Every line below that holds the word "returns" must be listed.

Recorded data
+ + + + +

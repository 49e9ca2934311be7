use assetflow_core::{Clock, Entity, Outcome, Stamp, UserId, Workflow};
use assetflow_distribution::{NewReturnBatch, ReturnBatch, ReturnBatchId};
use assetflow_events::{EntityKind, EventBus, WorkflowEvent};

use super::{Engine, EngineError, Step, WorkflowEnvelope, missing};
use crate::store::{Store, tables::next_key};

fn event(batch: &ReturnBatch, action: &str, stamp: Stamp, outcome: &Outcome) -> WorkflowEvent {
    WorkflowEvent::new(
        EntityKind::ReturnBatch,
        batch.id().get(),
        action,
        batch.status(),
        stamp,
        outcome.message(),
    )
}

impl<S, B, C> Engine<S, B, C>
where
    S: Store,
    B: EventBus<WorkflowEnvelope>,
    C: Clock,
{
    pub fn create_return_batch(&self, input: NewReturnBatch) -> Result<ReturnBatchId, EngineError> {
        let stamp = self.stamp(input.created_by);
        self.create("returns.create", |t| {
            let id = next_key(&t.return_batches);
            let code = ReturnBatch::next_code(
                input.warehouse,
                input.return_date,
                t.return_batches.values().map(ReturnBatch::batch_code),
            );
            let batch = ReturnBatch::new(id, code, input, &t.registry, stamp.at)?;
            let event = WorkflowEvent::new(
                EntityKind::ReturnBatch,
                id.get(),
                "created",
                batch.status(),
                stamp,
                format!(
                    "Return batch {} created with {} items",
                    batch.batch_code(),
                    batch.items().len()
                ),
            );
            t.return_batches.insert(id, batch);
            Ok((id, event))
        })
    }

    pub fn return_batch(&self, id: ReturnBatchId) -> Result<Option<ReturnBatch>, EngineError> {
        self.read(|t| t.return_batches.get(&id).cloned())
    }

    pub fn confirm_return_batch(
        &self,
        id: ReturnBatchId,
        actor: UserId,
    ) -> Result<Outcome, EngineError> {
        let stamp = self.stamp(actor);
        self.transition("returns.confirm", id.get(), |t| {
            let Some(batch) = t.return_batches.get_mut(&id) else {
                return Ok(Step::new(missing(format_args!("return batch #{id}"))));
            };
            let outcome = batch.confirm(stamp, &mut t.registry)?;
            Ok(Step::new(outcome).announce(|o| event(batch, "confirmed", stamp, o)))
        })
    }

    pub fn cancel_return_batch(
        &self,
        id: ReturnBatchId,
        actor: UserId,
        reason: Option<String>,
    ) -> Result<Outcome, EngineError> {
        let stamp = self.stamp(actor);
        self.transition("returns.cancel", id.get(), |t| {
            let Some(batch) = t.return_batches.get_mut(&id) else {
                return Ok(Step::new(missing(format_args!("return batch #{id}"))));
            };
            let outcome = batch.cancel(stamp, reason);
            Ok(Step::new(outcome).announce(|o| event(batch, "cancelled", stamp, o)))
        })
    }
}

+ + + + +

## Output below:
        self.create("returns.create", |t| {
        self.transition("returns.confirm", id.get(), |t| {
        self.transition("returns.cancel", id.get(), |t| {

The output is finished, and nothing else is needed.